L'Etat belge et Suez, maison mère du groupe belge Electrabel, ont trouvé un accord sur les concessions que le groupe français devra faire pour obtenir le soutien des autorités du Royaume à sa fusion avec Gaz de France, a annoncé vendredi le gouvernement belge.

"Les conversations entre l'Etat belge et Suez ont aujourd'hui mené à une conclusion positive", a déclaré le gouvernement dans un communiqué. Cet accord a pu être conclu grâce à "de nouveaux engagements pris par Suez à l'égard du gouvernement belge concernant sa politique énergétique dans le pays dans la perspective de la fusion Suez/GDF", ajoutent les autorités sans plus de précision. Le contenu de l'accord sera "aujourd'hui communiqué à la Commission européenne", poursuivent-elles.

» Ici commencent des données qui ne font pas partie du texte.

// =============================================================================
// Runtime Configuration — analyzer settings
// =============================================================================
//
// Every tunable parameter of the analyzer lives here, loaded once at
// startup. All fields carry `#[serde(default)]` so that adding new fields
// never breaks loading an older config file. The analyzer has no mutation
// endpoints, so the config is read-only after load.
// =============================================================================

use std::path::Path;

use anyhow::{Context, Result};
use serde::{Deserialize, Serialize};
use tracing::info;

use crate::indicators::DEFAULT_PERIOD;

// =============================================================================
// Default-value helpers (required by serde `default = "..."` attribute)
// =============================================================================

fn default_true() -> bool {
    true
}

fn default_symbols() -> Vec<String> {
    vec![
        "bitcoin".to_string(),
        "ethereum".to_string(),
        "solana".to_string(),
        "cardano".to_string(),
        "dogecoin".to_string(),
    ]
}

fn default_days() -> u32 {
    30
}

fn default_period() -> usize {
    DEFAULT_PERIOD
}

fn default_display_points() -> usize {
    48
}

fn default_base_url() -> String {
    "https://api.coingecko.com".to_string()
}

// =============================================================================
// RuntimeConfig
// =============================================================================

/// Top-level runtime configuration for the Pulsar analyzer.
///
/// Every field has a serde default so that older JSON files missing new
/// fields will still deserialise correctly.
#[derive(Debug, Clone, Serialize, Deserialize)]
pub struct RuntimeConfig {
    /// Coin ids the analyzer serves (market-data provider naming, e.g.
    /// "bitcoin"). Requests for anything else get a 404.
    #[serde(default = "default_symbols")]
    pub symbols: Vec<String>,

    /// Day range requested from the upstream market chart.
    #[serde(default = "default_days")]
    pub days: u32,

    /// Look-back period for the directional movement calculation.
    #[serde(default = "default_period")]
    pub period: usize,

    /// Number of trailing price points included in responses for charting.
    #[serde(default = "default_display_points")]
    pub display_points: usize,

    /// Base URL of the market-data provider.
    #[serde(default = "default_base_url")]
    pub market_data_base_url: String,

    /// Substitute a synthetic price walk when the upstream fetch fails.
    /// When disabled, upstream failures surface as 502 responses.
    #[serde(default = "default_true")]
    pub enable_mock_fallback: bool,
}

impl Default for RuntimeConfig {
    fn default() -> Self {
        Self {
            symbols: default_symbols(),
            days: default_days(),
            period: default_period(),
            display_points: default_display_points(),
            market_data_base_url: default_base_url(),
            enable_mock_fallback: true,
        }
    }
}

impl RuntimeConfig {
    /// Load configuration from a JSON file at `path`.
    ///
    /// If the file does not exist, returns an error so the caller can fall
    /// back to defaults with a warning.
    pub fn load(path: impl AsRef<Path>) -> Result<Self> {
        let path = path.as_ref();

        let content = std::fs::read_to_string(path)
            .with_context(|| format!("failed to read runtime config from {}", path.display()))?;

        let config: Self = serde_json::from_str(&content)
            .with_context(|| format!("failed to parse runtime config from {}", path.display()))?;

        info!(
            path = %path.display(),
            symbols = ?config.symbols,
            days = config.days,
            "runtime config loaded"
        );

        Ok(config)
    }
}

// =============================================================================
// Tests
// =============================================================================
#[cfg(test)]
mod tests {
    use super::*;

    #[test]
    fn default_config_has_expected_values() {
        let cfg = RuntimeConfig::default();
        assert_eq!(cfg.symbols.len(), 5);
        assert_eq!(cfg.symbols[0], "bitcoin");
        assert_eq!(cfg.days, 30);
        assert_eq!(cfg.period, 14);
        assert_eq!(cfg.display_points, 48);
        assert_eq!(cfg.market_data_base_url, "https://api.coingecko.com");
        assert!(cfg.enable_mock_fallback);
    }

    #[test]
    fn deserialise_empty_json_uses_defaults() {
        let cfg: RuntimeConfig = serde_json::from_str("{}").unwrap();
        assert_eq!(cfg.period, 14);
        assert_eq!(cfg.days, 30);
        assert!(cfg.enable_mock_fallback);
    }

    #[test]
    fn deserialise_partial_json_fills_defaults() {
        let json = r#"{ "symbols": ["ethereum"], "days": 7 }"#;
        let cfg: RuntimeConfig = serde_json::from_str(json).unwrap();
        assert_eq!(cfg.symbols, vec!["ethereum"]);
        assert_eq!(cfg.days, 7);
        assert_eq!(cfg.period, 14);
        assert_eq!(cfg.display_points, 48);
    }

    #[test]
    fn load_missing_file_is_an_error() {
        assert!(RuntimeConfig::load("/nonexistent/pulsar_config.json").is_err());
    }

    #[test]
    fn load_reads_json_from_disk() {
        let path = std::env::temp_dir().join("pulsar_runtime_config_test.json");
        std::fs::write(&path, r#"{ "symbols": ["bitcoin"], "days": 14 }"#).unwrap();
        let cfg = RuntimeConfig::load(&path).unwrap();
        std::fs::remove_file(&path).ok();
        assert_eq!(cfg.symbols, vec!["bitcoin"]);
        assert_eq!(cfg.days, 14);
        assert_eq!(cfg.period, 14);
    }

    #[test]
    fn roundtrip_serialisation() {
        let cfg = RuntimeConfig::default();
        let json = serde_json::to_string(&cfg).unwrap();
        let cfg2: RuntimeConfig = serde_json::from_str(&json).unwrap();
        assert_eq!(cfg.symbols, cfg2.symbols);
        assert_eq!(cfg.days, cfg2.days);
        assert_eq!(cfg.period, cfg2.period);
        assert_eq!(cfg.enable_mock_fallback, cfg2.enable_mock_fallback);
    }
}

Le PDG de Suez, Gérard Mestrallet, et le numéro deux du groupe, Jean-Pierre Hansen, étaient arrivés à la mi-journée à la résidence du Premier ministre belge Guy Verhofstadt afin de signer avec lui un accord de principe déjà conclu mercredi soir.

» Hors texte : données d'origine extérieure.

// =============================================================================
// Market Data REST Client — CoinGecko-style market_chart endpoint
// =============================================================================
//
// Fetches a daily close-price series for a coin id. The endpoint is public;
// no signing or API key is involved. Responses arrive as
// `{ "prices": [[timestampMs, price], ...] }` in ascending timestamp order.
// =============================================================================

use anyhow::{Context, Result};
use serde::Deserialize;
use tracing::{debug, instrument, warn};

use crate::types::{dedup_timestamps, PricePoint};

/// Request timeout for upstream calls (seconds).
const REQUEST_TIMEOUT_SECS: u64 = 10;

/// Wire format of the market_chart response. Only `prices` is consumed;
/// the endpoint also ships market caps and volumes we ignore.
#[derive(Debug, Deserialize)]
struct MarketChartResponse {
    prices: Vec<(i64, f64)>,
}

/// Public market-data REST client.
#[derive(Debug, Clone)]
pub struct MarketDataClient {
    base_url: String,
    client: reqwest::Client,
}

impl MarketDataClient {
    /// Create a new `MarketDataClient` against `base_url`
    /// (e.g. `https://api.coingecko.com`).
    pub fn new(base_url: impl Into<String>) -> Self {
        let client = reqwest::Client::builder()
            .timeout(std::time::Duration::from_secs(REQUEST_TIMEOUT_SECS))
            .build()
            .expect("failed to build reqwest client");

        let base_url = base_url.into();
        debug!(base_url = %base_url, "MarketDataClient initialised");

        Self { base_url, client }
    }

    /// GET /api/v3/coins/{id}/market_chart — close prices for the last
    /// `days` days.
    ///
    /// Malformed entries (non-positive prices) are skipped with a warning;
    /// duplicate timestamps are dropped keeping the first occurrence, so
    /// the returned series satisfies the engine's ordering assumptions.
    #[instrument(skip(self), name = "market_data::get_market_chart")]
    pub async fn get_market_chart(&self, coin_id: &str, days: u32) -> Result<Vec<PricePoint>> {
        let url = format!(
            "{}/api/v3/coins/{}/market_chart?vs_currency=usd&days={}",
            self.base_url, coin_id, days
        );

        let resp = self
            .client
            .get(&url)
            .send()
            .await
            .context("GET market_chart request failed")?;

        let status = resp.status();
        if !status.is_success() {
            let body = resp.text().await.unwrap_or_default();
            anyhow::bail!("market_chart for '{coin_id}' returned {status}: {body}");
        }

        let chart: MarketChartResponse = resp
            .json()
            .await
            .context("failed to parse market_chart response")?;

        Ok(Self::points_from_pairs(coin_id, chart.prices))
    }

    /// Convert raw `[timestamp, price]` pairs into a clean `PricePoint`
    /// series: non-positive or non-finite prices are skipped, duplicate
    /// timestamps dropped (first wins).
    fn points_from_pairs(coin_id: &str, pairs: Vec<(i64, f64)>) -> Vec<PricePoint> {
        let mut points = Vec::with_capacity(pairs.len());
        for (timestamp, price) in pairs {
            if !price.is_finite() || price <= 0.0 {
                warn!(coin_id, timestamp, price, "skipping malformed price entry");
                continue;
            }
            points.push(PricePoint::new(timestamp, price));
        }
        dedup_timestamps(&mut points);
        debug!(coin_id, count = points.len(), "market chart fetched");
        points
    }
}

Le gouvernement belge a négocié pendant des semaines des concessions avec Suez, inquiète des conséquences que la fusion Suez/GDF pourrait avoir sur le marché belge en matière de concurrence. Via Electrabel, Suez exploite à lui seul les sept réacteurs nucléaires de Belgique. GDF détient lui 25% du second producteur belge d'électricité, SPE.

La Commission, qui avait prévenu mercredi le gouvernement belge qu'il ne pouvait empiéter sur ses compétences en matière de contrôle des fusions, a indiqué vendredi qu'elle allait analyser l'accord entre Suez et l'Etat belge.

"Dès que nous recevrons leur texte, nous l'analyserons pour veiller à ce qu'il n'y ait pas d'interférence avec les compétences exclusives de la Commission dans le cadre de la fusion Suez/Gaz de France", a indiqué Jonathan Todd, porte-parole de la Commission sur les questions de concurrence.